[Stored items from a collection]
"""

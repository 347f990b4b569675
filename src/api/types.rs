use serde::{Deserialize, Serialize};

/// A sales-prospect record owned by exactly one user
///
/// Server-owned and immutable from the client's perspective. `created_at` is
/// carried as opaque text: the client displays it but never computes with it,
/// and the server's timestamp format is not part of the contract.
#[derive(Debug, Clone, PartialEq, Eq, Serialize, Deserialize)]
pub struct Lead {
    pub id: String,
    pub created_at: String,
    pub user_uuid: String,
    pub lead_id: String,
    pub lead_name: String,
    pub contact_information: String,
    pub source: String,
    pub interest_level: String,
    pub status: String,
    pub salesperson: String,
}

/// A user record as the server returns it. The wire key for the username is
/// camelCase, unlike every other field.
#[derive(Debug, Clone, PartialEq, Eq, Serialize, Deserialize)]
pub struct UserRecord {
    pub uuid: String,
    #[serde(rename = "userName")]
    pub user_name: String,
    pub created_at: String,
}

/// Login / account creation request body
#[derive(Debug, Clone, Serialize, Deserialize)]
pub struct Credentials {
    pub user_name: String,
    pub password: String,
}

impl Credentials {
    pub fn new(user_name: impl Into<String>, password: impl Into<String>) -> Self {
        Self {
            user_name: user_name.into(),
            password: password.into(),
        }
    }
}

/// Successful login response body
#[derive(Debug, Clone, Deserialize)]
pub struct LoginResponse {
    #[serde(default)]
    pub message: String,
    pub user: UserRecord,
}

/// Per-row outcome of a CSV import, as reported by the server
#[derive(Debug, Clone, Copy, PartialEq, Eq, Serialize, Deserialize)]
pub struct ImportSummary {
    pub success_count: u64,
    pub error_count: u64,
}

/// Error body shape shared by every failing endpoint: `{"error": "..."}`
#[derive(Debug, Clone, Deserialize)]
pub struct ErrorBody {
    pub error: String,
}
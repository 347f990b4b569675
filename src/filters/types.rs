use serde::{Deserialize, Serialize};

/// The seven filterable lead columns
///
/// `as_str` values are the wire identifiers the server recognizes as query
/// parameter keys; `label` is the human heading used for table output.
#[derive(Debug, Clone, Copy, PartialEq, Eq, Hash, Serialize, Deserialize)]
#[serde(rename_all = "snake_case")]
pub enum LeadColumn {
    LeadId,
    LeadName,
    ContactInformation,
    Source,
    InterestLevel,
    Status,
    Salesperson,
}

/// All columns in display order
pub const LEAD_COLUMNS: [LeadColumn; 7] = [
    LeadColumn::LeadId,
    LeadColumn::LeadName,
    LeadColumn::ContactInformation,
    LeadColumn::Source,
    LeadColumn::InterestLevel,
    LeadColumn::Status,
    LeadColumn::Salesperson,
];

impl LeadColumn {
    pub fn as_str(&self) -> &'static str {
        match self {
            LeadColumn::LeadId => "lead_id",
            LeadColumn::LeadName => "lead_name",
            LeadColumn::ContactInformation => "contact_information",
            LeadColumn::Source => "source",
            LeadColumn::InterestLevel => "interest_level",
            LeadColumn::Status => "status",
            LeadColumn::Salesperson => "salesperson",
        }
    }

    pub fn label(&self) -> &'static str {
        match self {
            LeadColumn::LeadId => "Lead ID",
            LeadColumn::LeadName => "Lead Name",
            LeadColumn::ContactInformation => "Contact Information",
            LeadColumn::Source => "Source",
            LeadColumn::InterestLevel => "Interest Level",
            LeadColumn::Status => "Status",
            LeadColumn::Salesperson => "Salesperson",
        }
    }

    /// Parse a wire identifier. Unknown names are not a column, not a default.
    pub fn from_str(value: &str) -> Option<Self> {
        match value {
            "lead_id" => Some(LeadColumn::LeadId),
            "lead_name" => Some(LeadColumn::LeadName),
            "contact_information" => Some(LeadColumn::ContactInformation),
            "source" => Some(LeadColumn::Source),
            "interest_level" => Some(LeadColumn::InterestLevel),
            "status" => Some(LeadColumn::Status),
            "salesperson" => Some(LeadColumn::Salesperson),
            _ => None,
        }
    }
}

impl std::fmt::Display for LeadColumn {
    fn fmt(&self, f: &mut std::fmt::Formatter<'_>) -> std::fmt::Result {
        write!(f, "{}", self.as_str())
    }
}
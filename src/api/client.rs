//! Base HTTP client wrapper

use reqwest::Client;
use std::time::Duration;

/// HTTP client with a configured request timeout
///
/// One instance per [`super::LeadApiClient`]; the underlying reqwest client
/// pools connections internally. No retry and no throttling live here: the
/// service is a single private backend and every operation is
/// fire-once-report-failure.
pub struct HttpClient {
    client: Client,
    timeout: Duration,
}

impl HttpClient {
    pub fn new(timeout_secs: u64) -> Result<Self, String> {
        if timeout_secs == 0 {
            return Err("Timeout must be greater than zero".to_string());
        }

        let client = Client::builder()
            .timeout(Duration::from_secs(timeout_secs))
            .build()
            .map_err(|e| format!("Failed to create HTTP client: {}", e))?;

        Ok(Self {
            client,
            timeout: Duration::from_secs(timeout_secs),
        })
    }

    pub fn client(&self) -> &Client {
        &self.client
    }

    pub fn timeout(&self) -> Duration {
        self.timeout
    }
}
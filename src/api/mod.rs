//! HTTP client for the lead service

pub mod client;
pub mod leads;
pub mod types;

pub use leads::LeadApiClient;
pub use types::{Credentials, ErrorBody, ImportSummary, Lead, LoginResponse, UserRecord};
use super::types::LeadColumn;

/// Current per-column filter values for the lead list
///
/// Insertion-ordered: `to_query_params` emits entries in the order filters
/// were first applied. The server treats the parameters as an unordered set,
/// so the order is cosmetic, but keeping it stable makes requests
/// reproducible in logs.
///
/// An absent column means "no filter". Setting a column to the empty string
/// removes it; an empty value is never sent to the server.
#[derive(Debug, Clone, Default, PartialEq, Eq)]
pub struct FilterStore {
    entries: Vec<(LeadColumn, String)>,
}

impl FilterStore {
    pub fn new() -> Self {
        Self::default()
    }

    /// Current filter value for a column, if one is applied
    pub fn get(&self, column: LeadColumn) -> Option<&str> {
        self.entries
            .iter()
            .find(|(col, _)| *col == column)
            .map(|(_, value)| value.as_str())
    }

    /// Apply a filter to a column
    ///
    /// An empty value clears the column. Overwriting keeps the column's
    /// original insertion position. Arbitrary text is accepted as-is.
    pub fn set(&mut self, column: LeadColumn, value: impl Into<String>) {
        let value = value.into();
        if value.is_empty() {
            self.clear(column);
            return;
        }
        match self.entries.iter_mut().find(|(col, _)| *col == column) {
            Some(entry) => entry.1 = value,
            None => self.entries.push((column, value)),
        }
    }

    /// Remove a column's filter
    pub fn clear(&mut self, column: LeadColumn) {
        self.entries.retain(|(col, _)| *col != column);
    }

    /// Remove every filter
    pub fn clear_all(&mut self) {
        self.entries.clear();
    }

    pub fn is_empty(&self) -> bool {
        self.entries.is_empty()
    }

    pub fn len(&self) -> usize {
        self.entries.len()
    }

    /// Encode the active filters as query parameters
    ///
    /// One `(key, value)` pair per entry, insertion order, keys exactly the
    /// recognized column identifiers. Pure transform; no I/O.
    pub fn to_query_params(&self) -> Vec<(&'static str, &str)> {
        self.entries
            .iter()
            .map(|(col, value)| (col.as_str(), value.as_str()))
            .collect()
    }
}

#[cfg(test)]
mod tests {
    use super::*;

    #[test]
    fn test_single_entry_emits_exactly_one_pair() {
        let mut filters = FilterStore::new();
        filters.set(LeadColumn::Status, "New");

        assert_eq!(filters.to_query_params(), vec![("status", "New")]);
    }

    #[test]
    fn test_empty_value_removes_entry() {
        let mut filters = FilterStore::new();
        filters.set(LeadColumn::Source, "Referral");
        filters.set(LeadColumn::Source, "");

        assert_eq!(filters.get(LeadColumn::Source), None);
        assert!(filters.is_empty());
    }

    #[test]
    fn test_empty_store_emits_zero_params() {
        let filters = FilterStore::new();
        assert!(filters.to_query_params().is_empty());
    }

    #[test]
    fn test_overwrite_keeps_insertion_position() {
        let mut filters = FilterStore::new();
        filters.set(LeadColumn::LeadName, "Acme");
        filters.set(LeadColumn::Status, "New");
        filters.set(LeadColumn::LeadName, "Apex");

        assert_eq!(
            filters.to_query_params(),
            vec![("lead_name", "Apex"), ("status", "New")]
        );
    }

    #[test]
    fn test_set_leaves_other_columns_untouched() {
        let mut filters = FilterStore::new();
        filters.set(LeadColumn::Status, "New");
        filters.set(LeadColumn::Salesperson, "Dana");
        filters.clear(LeadColumn::Status);

        assert_eq!(filters.get(LeadColumn::Salesperson), Some("Dana"));
        assert_eq!(filters.len(), 1);
    }

    #[test]
    fn test_arbitrary_text_accepted() {
        let mut filters = FilterStore::new();
        filters.set(LeadColumn::ContactInformation, "jo@ex.com; +1 555 / note");

        assert_eq!(
            filters.get(LeadColumn::ContactInformation),
            Some("jo@ex.com; +1 555 / note")
        );
    }
}
//! Per-column filter state for the lead list and its query encoding

mod store;
mod types;

pub use store::FilterStore;
pub use types::{LeadColumn, LEAD_COLUMNS};
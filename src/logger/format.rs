//! Log formatting and console output with ANSI colors
//!
//! Handles colorized output with aligned tag and level columns. Output goes to
//! stdout only; broken pipes (piped commands) must not panic the process.

use super::levels::LogLevel;
use super::tags::LogTag;
use chrono::Local;
use colored::*;
use std::io::{stdout, ErrorKind, Write};

/// Column widths for alignment
const TAG_WIDTH: usize = 9;
const LEVEL_WIDTH: usize = 7;

/// Format and output a log message
pub fn format_and_log(tag: LogTag, level: LogLevel, message: &str) {
    let time = Local::now().format("%H:%M:%S").to_string();

    // Pad before coloring: ANSI escapes would otherwise count toward the
    // column width and break alignment.
    let tag_padded = format!("{:<width$}", tag.as_str(), width = TAG_WIDTH);
    let level_padded = format!("{:<width$}", level.as_str(), width = LEVEL_WIDTH);

    let line = format!(
        "{} [{}] [{}] {}",
        time.dimmed(),
        color_tag(tag, &tag_padded),
        color_level(level, &level_padded),
        message,
    );

    // A reader closing the pipe (e.g. `leadbook leads | head`) is not an error
    // worth dying for.
    let mut out = stdout();
    if let Err(err) = writeln!(out, "{}", line) {
        if err.kind() != ErrorKind::BrokenPipe {
            eprintln!("{}", line);
        }
    }
}

fn color_tag(tag: LogTag, text: &str) -> ColoredString {
    match tag {
        LogTag::Api => text.cyan(),
        LogTag::Auth => text.magenta(),
        LogTag::Filters => text.blue(),
        LogTag::Import => text.yellow(),
        LogTag::Session => text.green(),
        LogTag::Dashboard => text.bright_blue(),
        LogTag::Config => text.white(),
    }
}

fn color_level(level: LogLevel, text: &str) -> ColoredString {
    match level {
        LogLevel::Error => text.red().bold(),
        LogLevel::Warning => text.yellow(),
        LogLevel::Info => text.normal(),
        LogLevel::Debug => text.dimmed(),
    }
}
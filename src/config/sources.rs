//! Settings sources, lowest precedence first.

pub mod global_file;
pub mod workflow_file;
//! CLI domain: parse, route, output, and presentation only.
//! Sweep semantics live in the orchestrator; the CLI wires inputs to it.

mod output;
mod parse;
mod presentation;
mod route;

pub use output::map_error;
pub use parse::Cli;
pub use presentation::{
    confirmation_prompt, format_combinations, format_dry_run_json, format_dry_run_text,
    format_progress_event, format_report_json, format_report_text,
};
pub use route::{load_settings, run_options, RunContext, RunOutcome};
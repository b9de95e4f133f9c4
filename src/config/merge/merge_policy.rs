//! Merge rules: defaults, override order, conflict handling.

use config::Config;
use config::ConfigBuilder;
use config::ConfigError;

/// Create a Config builder with merge policy defaults applied.
///
/// Later sources (global file, workflow file, environment) override these.
pub fn builder_with_defaults() -> Result<ConfigBuilder<config::builder::DefaultState>, ConfigError>
{
    Config::builder()
        .set_default("transport.poll_interval_ms", 500)?
        .set_default("transport.job_timeout_secs", 600)?
        .set_default("run.save_class", "SaveImage")?
        .set_default("run.output_title", "OUT_image")?
        .set_default("limits.max_axis_values", 100_000)
}
//! In-process event bus for run progress.

use std::sync::mpsc::{channel, Receiver, SendError, Sender};

use tracing::trace;

use crate::progress::event::RunEvent;

#[derive(Clone)]
pub struct ProgressBus {
    sender: Sender<RunEvent>,
}

impl ProgressBus {
    pub fn new_pair() -> (Self, Receiver<RunEvent>) {
        let (sender, receiver) = channel();
        (Self { sender }, receiver)
    }

    pub fn emit(&self, event: RunEvent) -> Result<(), SendError<RunEvent>> {
        self.sender.send(event)
    }

    /// Emit without failing the caller when nobody is listening.
    pub fn emit_best_effort(&self, event: RunEvent) {
        if let Err(SendError(event)) = self.emit(event) {
            trace!(event_type = event.event_type(), "Progress receiver dropped");
        }
    }
}
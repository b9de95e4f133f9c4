//! Integration tests for planning a sweep: expansion, patching, naming, and output-node choice

use super::test_utils::{config, steps_by_cfg, sweep, workflow};
use serde_json::json;
use std::collections::HashSet;
use wedge::error::{ResolutionError, WedgeError};
use wedge::naming::output_name;
use wedge::orchestrator::{RunOptions, Sweep};
use wedge::workflow::{patch, resolve_output_node, NodeRecord, WorkflowGraph};

#[test]
fn test_steps_by_cfg_product_order() {
    let options = RunOptions::default();
    let sweep = sweep(steps_by_cfg(), &options);
    let combos: Vec<_> = sweep.plan().iter().collect();

    assert_eq!(sweep.plan().total(), 9);
    assert_eq!(combos.len(), 9);
    assert_eq!(combos[0].get("KSampler", "steps"), Some(&json!(10)));
    assert_eq!(combos[0].get("KSampler", "cfg"), Some(&json!(3)));
    assert_eq!(combos[8].get("KSampler", "steps"), Some(&json!(30)));
    assert_eq!(combos[8].get("KSampler", "cfg"), Some(&json!(9)));
    let indices: Vec<_> = combos.iter().map(|c| c.index).collect();
    assert_eq!(indices, (1..=9).collect::<Vec<_>>());
}

#[test]
fn test_override_only_config_plans_one_job() {
    let options = RunOptions::default();
    let cfg = config(json!({"KSampler": [["seed", 12345]]}), json!({}));
    let sweep = sweep(cfg, &options);
    let jobs = sweep.dry_run(&options).unwrap();

    assert_eq!(jobs.len(), 1);
    assert!(jobs[0].combination.is_empty());
    assert_eq!(jobs[0].output_name, "wedge");
    assert_eq!(jobs[0].graph.input("3", "seed"), Some(&json!(12345)));
}

#[test]
fn test_declared_but_empty_wedges_rejected() {
    let cfg = config(json!({}), json!({"KSampler": []}));
    let err = Sweep::new(workflow(), cfg, &RunOptions::default()).unwrap_err();
    assert!(err.is_config(), "{}", err);
}

#[test]
fn test_axis_ceiling_comes_from_options() {
    let cfg = config(
        json!({}),
        json!({"KSampler": [["seed", [0, 1000, 1], "minmax"]]}),
    );
    let options = RunOptions {
        max_axis_values: 100,
        ..RunOptions::default()
    };
    let err = Sweep::new(workflow(), cfg, &options).unwrap_err();
    assert!(err.is_config());
}

#[test]
fn test_output_node_title_then_save_class() {
    // Titled node present and unique.
    let graph = workflow();
    assert_eq!(
        resolve_output_node(&graph, Some("OUT_image"), "SaveImage").unwrap(),
        "9"
    );

    // Title absent, single save node.
    let mut untitled = WorkflowGraph::new();
    untitled.insert("12", NodeRecord::new("SaveImage").with_input("filename_prefix", json!("x")));
    assert_eq!(
        resolve_output_node(&untitled, Some("OUT_image"), "SaveImage").unwrap(),
        "12"
    );

    // Two candidates, no title match.
    untitled.insert("13", NodeRecord::new("SaveImage").with_input("filename_prefix", json!("y")));
    match resolve_output_node(&untitled, Some("OUT_image"), "SaveImage") {
        Err(ResolutionError::AmbiguousOutputNode { candidates }) => {
            assert_eq!(candidates, vec!["12".to_string(), "13".to_string()]);
        }
        other => panic!("expected ambiguity, got {:?}", other),
    }
}

#[test]
fn test_title_resolution_rejects_ambiguous_targets() {
    let mut graph = workflow();
    graph.insert(
        "4",
        NodeRecord::new("KSampler")
            .with_title("KSampler")
            .with_input("cfg", json!(1)),
    );
    let cfg = config(json!({}), json!({"KSampler": [["cfg", [2], "explicit"]]}));
    let sweep = Sweep::new(graph, cfg, &RunOptions::default()).unwrap();
    let err = sweep.dry_run(&RunOptions::default()).unwrap_err();
    match err.root() {
        WedgeError::Resolution(ResolutionError::AmbiguousNode { candidates, .. }) => {
            assert_eq!(candidates.len(), 2);
        }
        other => panic!("unexpected {:?}", other),
    }
}

#[test]
fn test_patch_is_idempotent_and_keeps_base() {
    let base = workflow();
    let options = RunOptions::default();
    let sweep = sweep(steps_by_cfg(), &options);
    let combo = sweep.plan().iter().nth(4).unwrap();

    let first = patch(&base, &sweep.config().overrides, &combo).unwrap();
    let second = patch(&base, &sweep.config().overrides, &combo).unwrap();
    assert_eq!(first, second);
    assert_eq!(base, workflow());
    assert_eq!(first.input("3", "steps"), Some(&json!(20)));
    assert_eq!(first.input("3", "cfg"), Some(&json!(6)));
}

#[test]
fn test_unknown_fields_survive_patching() {
    let raw = r#"{
        "3": {"class_type": "KSampler", "inputs": {"cfg": 7}, "_meta": {"title": "KSampler", "color": "red"}, "is_changed": ["x"]},
        "9": {"class_type": "SaveImage", "inputs": {"filename_prefix": "x"}}
    }"#;
    let base = WorkflowGraph::from_json_str(raw).unwrap();
    let cfg = config(json!({}), json!({"KSampler": [["cfg", [5], "explicit"]]}));
    let options = RunOptions::default();
    let jobs = Sweep::new(base, cfg, &options)
        .unwrap()
        .dry_run(&options)
        .unwrap();
    let prompt = jobs[0].request().unwrap().prompt;
    assert_eq!(prompt["3"]["inputs"]["cfg"], 5);
    assert_eq!(prompt["3"]["_meta"]["color"], "red");
    assert_eq!(prompt["3"]["is_changed"], json!(["x"]));
}

#[test]
fn test_names_are_unique_across_the_sweep() {
    let cfg = config(
        json!({}),
        json!({
            "KSampler": [["cfg", [0.5, 1, 1.5, 2], "explicit"]],
            "CLIPTextEncode": [["text", ["a cat", "a_cat", "a  cat", "a/cat"], "explicit"]]
        }),
    );
    let options = RunOptions::default();
    let sweep = sweep_with_text(cfg, &options);
    let names: Vec<String> = sweep
        .plan()
        .iter()
        .map(|c| output_name(&c, &sweep.config().filename_prefix))
        .collect();
    let unique: HashSet<_> = names.iter().collect();
    assert_eq!(unique.len(), names.len());
    assert!(names.iter().all(|n| !n.contains('/') && !n.contains(' ')));
}

fn sweep_with_text(cfg: wedge::config::WedgeConfig, options: &RunOptions) -> Sweep {
    let mut graph = workflow();
    graph.insert(
        "6",
        NodeRecord::new("CLIPTextEncode")
            .with_title("CLIPTextEncode")
            .with_input("text", json!("")),
    );
    Sweep::new(graph, cfg, options).unwrap()
}
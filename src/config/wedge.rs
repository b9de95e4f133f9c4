//! Wedge config: the JSON document describing one sweep.
//!
//! Accepts the current schema (`param_overrides` keyed by node, `param_wedges`
//! keyed by node) as well as the older forms (list-form overrides, wedges keyed
//! by parameter, `project_name` instead of `output_folder`). Everything is
//! normalized into typed [`Override`]s and [`AxisSpec`]s once, at load time.

use crate::axis::AxisSpec;
use crate::error::ConfigError;
use crate::workflow::Override;
use serde_json::{json, Map, Value};
use std::collections::HashSet;
use std::path::{Path, PathBuf};

/// Config file picked up next to the workflow when no path is given.
pub const ADJACENT_CONFIG_NAME: &str = "wedge_config.json";

#[derive(Debug, Clone, PartialEq)]
pub struct WedgeConfig {
    pub output_folder: String,
    pub filename_prefix: String,
    pub url: String,
    pub overrides: Vec<Override>,
    pub axes: Vec<AxisSpec>,
    /// Number of node entries under `param_wedges`, whether or not they held any axis.
    pub declared_wedges: usize,
}

impl WedgeConfig {
    pub fn from_json_str(raw: &str) -> Result<Self, ConfigError> {
        let data: Value = serde_json::from_str(raw)
            .map_err(|e| ConfigError::Malformed(format!("invalid JSON: {}", e)))?;
        Self::from_value(&data)
    }

    pub fn load(path: &Path) -> Result<Self, ConfigError> {
        let raw = std::fs::read_to_string(path).map_err(|source| ConfigError::Io {
            path: path.to_path_buf(),
            source,
        })?;
        Self::from_json_str(&raw)
    }

    pub fn from_value(data: &Value) -> Result<Self, ConfigError> {
        let obj = data
            .as_object()
            .ok_or_else(|| ConfigError::Malformed("config must be a JSON object".to_string()))?;

        let output_folder = non_empty(obj, "output_folder")
            .or_else(|| non_empty(obj, "project_name"))
            .ok_or_else(|| {
                ConfigError::Malformed("output_folder must be a non-empty string".to_string())
            })?;
        let filename_prefix = non_empty(obj, "filename_prefix").ok_or_else(|| {
            ConfigError::Malformed("filename_prefix must be a non-empty string".to_string())
        })?;
        let url = non_empty(obj, "url")
            .ok_or_else(|| ConfigError::Malformed("url must be a non-empty string".to_string()))?;

        let overrides = parse_overrides(obj.get("param_overrides"))?;
        let (axes, declared_wedges) = parse_wedges(obj.get("param_wedges"))?;

        let mut seen = HashSet::new();
        for axis in &axes {
            if !seen.insert(&axis.target) {
                return Err(ConfigError::ConflictingAxis {
                    node: axis.target.node.clone(),
                    param: axis.target.param.clone(),
                });
            }
        }

        Ok(Self {
            output_folder,
            filename_prefix,
            url,
            overrides,
            axes,
            declared_wedges,
        })
    }

    /// Locate the config for a workflow.
    ///
    /// An explicit path is tried as given, then relative to the workflow's
    /// directory; with no explicit path, `wedge_config.json` next to the
    /// workflow is used.
    pub fn discover(workflow: &Path, explicit: Option<&Path>) -> Result<PathBuf, ConfigError> {
        let workflow_dir = workflow.parent().unwrap_or_else(|| Path::new("."));
        if let Some(explicit) = explicit {
            if explicit.exists() {
                return Ok(explicit.to_path_buf());
            }
            let candidate = workflow_dir.join(explicit);
            if candidate.exists() {
                return Ok(candidate);
            }
            return Err(ConfigError::Malformed(format!(
                "config file {} not found (also tried {})",
                explicit.display(),
                candidate.display()
            )));
        }
        let adjacent = workflow_dir.join(ADJACENT_CONFIG_NAME);
        if adjacent.exists() {
            return Ok(adjacent);
        }
        Err(ConfigError::Malformed(format!(
            "a {} is required next to the workflow, or pass --config",
            ADJACENT_CONFIG_NAME
        )))
    }

    /// Server URL with a scheme.
    pub fn base_url(&self) -> String {
        normalize_base_url(&self.url)
    }

    /// `<output_folder>/images`
    pub fn images_dir(&self) -> PathBuf {
        Path::new(&self.output_folder).join(crate::naming::IMAGES_DIR)
    }

    /// Normalized current-schema form, embedded in job metadata.
    pub fn to_json(&self) -> Value {
        let mut overrides = Map::new();
        for o in &self.overrides {
            push_entry(&mut overrides, &o.target.node, json!([o.target.param, o.value]));
        }
        let mut wedges = Map::new();
        for axis in &self.axes {
            let entry = match &axis.kind {
                crate::axis::AxisKind::Explicit { values } => {
                    json!([axis.target.param, values, "explicit"])
                }
                crate::axis::AxisKind::MinMax { min, max, step } => {
                    json!([axis.target.param, [min, max, step], "minmax"])
                }
            };
            push_entry(&mut wedges, &axis.target.node, entry);
        }
        json!({
            "output_folder": self.output_folder,
            "filename_prefix": self.filename_prefix,
            "url": self.url,
            "param_overrides": overrides,
            "param_wedges": wedges,
        })
    }
}

fn push_entry(map: &mut Map<String, Value>, node: &str, entry: Value) {
    if let Value::Array(list) = map
        .entry(node.to_string())
        .or_insert_with(|| Value::Array(Vec::new()))
    {
        list.push(entry);
    }
}

/// Prepend `http://` to a scheme-less `host:port`.
pub fn normalize_base_url(url: &str) -> String {
    let trimmed = url.trim().trim_end_matches('/');
    if trimmed.starts_with("http://") || trimmed.starts_with("https://") {
        trimmed.to_string()
    } else {
        format!("http://{}", trimmed)
    }
}

fn non_empty(obj: &Map<String, Value>, key: &str) -> Option<String> {
    obj.get(key)
        .and_then(Value::as_str)
        .map(str::trim)
        .filter(|s| !s.is_empty())
        .map(str::to_string)
}

fn parse_overrides(raw: Option<&Value>) -> Result<Vec<Override>, ConfigError> {
    match raw {
        None | Some(Value::Null) => Ok(Vec::new()),
        Some(Value::Object(by_node)) => {
            let mut overrides = Vec::new();
            for (node, entries) in by_node {
                let entries = entries.as_array().ok_or_else(|| {
                    ConfigError::Malformed(format!("param_overrides[{:?}] must be a list", node))
                })?;
                for entry in entries {
                    match entry.as_array().map(Vec::as_slice) {
                        Some([Value::String(param), value]) => {
                            overrides.push(Override::new(node.clone(), param.clone(), value.clone()))
                        }
                        _ => {
                            return Err(ConfigError::Malformed(format!(
                                "param_overrides[{:?}] entries must be [param, value] lists",
                                node
                            )))
                        }
                    }
                }
            }
            Ok(overrides)
        }
        Some(Value::Array(entries)) => entries
            .iter()
            .map(|entry| match entry.as_array().map(Vec::as_slice) {
                Some([Value::String(node), Value::String(param), value]) => {
                    Ok(Override::new(node.clone(), param.clone(), value.clone()))
                }
                _ => Err(ConfigError::Malformed(
                    "list-form param_overrides entries must be [node, param, value]".to_string(),
                )),
            })
            .collect(),
        Some(_) => Err(ConfigError::Malformed(
            "param_overrides must be an object or a list".to_string(),
        )),
    }
}

fn parse_wedges(raw: Option<&Value>) -> Result<(Vec<AxisSpec>, usize), ConfigError> {
    let by_key = match raw {
        None | Some(Value::Null) => return Ok((Vec::new(), 0)),
        Some(Value::Object(map)) => map,
        Some(_) => {
            return Err(ConfigError::Malformed(
                "param_wedges must be an object".to_string(),
            ))
        }
    };

    let mut axes = Vec::new();
    for (key, value) in by_key {
        let list = value.as_array().ok_or_else(|| {
            ConfigError::Malformed(format!("param_wedges[{:?}] must be a list", key))
        })?;

        // Legacy form: param -> [node, values, mode]
        if let [Value::String(node), values, Value::String(mode)] = list.as_slice() {
            axes.push(AxisSpec::parse(node, key, values, mode)?);
            continue;
        }

        // Current form: node -> [[param, values, mode], ...]
        for entry in list {
            match entry.as_array().map(Vec::as_slice) {
                Some([Value::String(param), values, Value::String(mode)]) => {
                    axes.push(AxisSpec::parse(key, param, values, mode)?);
                }
                _ => {
                    return Err(ConfigError::Malformed(format!(
                        "param_wedges[{:?}] entries must be [param, values, wedge_type] lists",
                        key
                    )))
                }
            }
        }
    }
    Ok((axes, by_key.len()))
}
//! Locating the node that receives the output path.

use crate::error::ResolutionError;
use crate::workflow::graph::WorkflowGraph;
use serde_json::Value;

/// Node class treated as the save/output node when no title matches.
pub const DEFAULT_SAVE_CLASS: &str = "SaveImage";

/// Title looked up first when none is given on the command line.
pub const DEFAULT_OUTPUT_TITLE: &str = "OUT_image";

/// Input on the output node that receives the output path.
pub const OUTPUT_PREFIX_PARAM: &str = "filename_prefix";

/// Pick the output node: a uniquely titled node first, otherwise the only node
/// of `save_class`.
pub fn resolve_output_node(
    graph: &WorkflowGraph,
    preferred_title: Option<&str>,
    save_class: &str,
) -> Result<String, ResolutionError> {
    let mut titled = preferred_title
        .map(|title| graph.ids_with_title(title))
        .unwrap_or_default();
    if titled.len() == 1 {
        return Ok(titled.remove(0));
    }

    let mut saves = graph.ids_of_class(save_class);
    match saves.len() {
        1 => Ok(saves.remove(0)),
        0 if titled.len() > 1 => Err(ResolutionError::AmbiguousOutputNode { candidates: titled }),
        0 => Err(ResolutionError::OutputNodeNotFound { candidates: titled }),
        _ => Err(ResolutionError::AmbiguousOutputNode { candidates: saves }),
    }
}

/// Write the output path into the resolved node.
pub fn set_output_prefix(
    graph: &mut WorkflowGraph,
    node_id: &str,
    output_path: &str,
) -> Result<(), ResolutionError> {
    graph.set_input_by_id(
        node_id,
        node_id,
        OUTPUT_PREFIX_PARAM,
        Value::String(output_path.to_string()),
    )
}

"""

Return each full line of the entries that contains the word "process".

[RESPONSE AREA]:
//! stdout only; broken pipes (piped commands) must not panic the process.
//! In-process event bus for run progress.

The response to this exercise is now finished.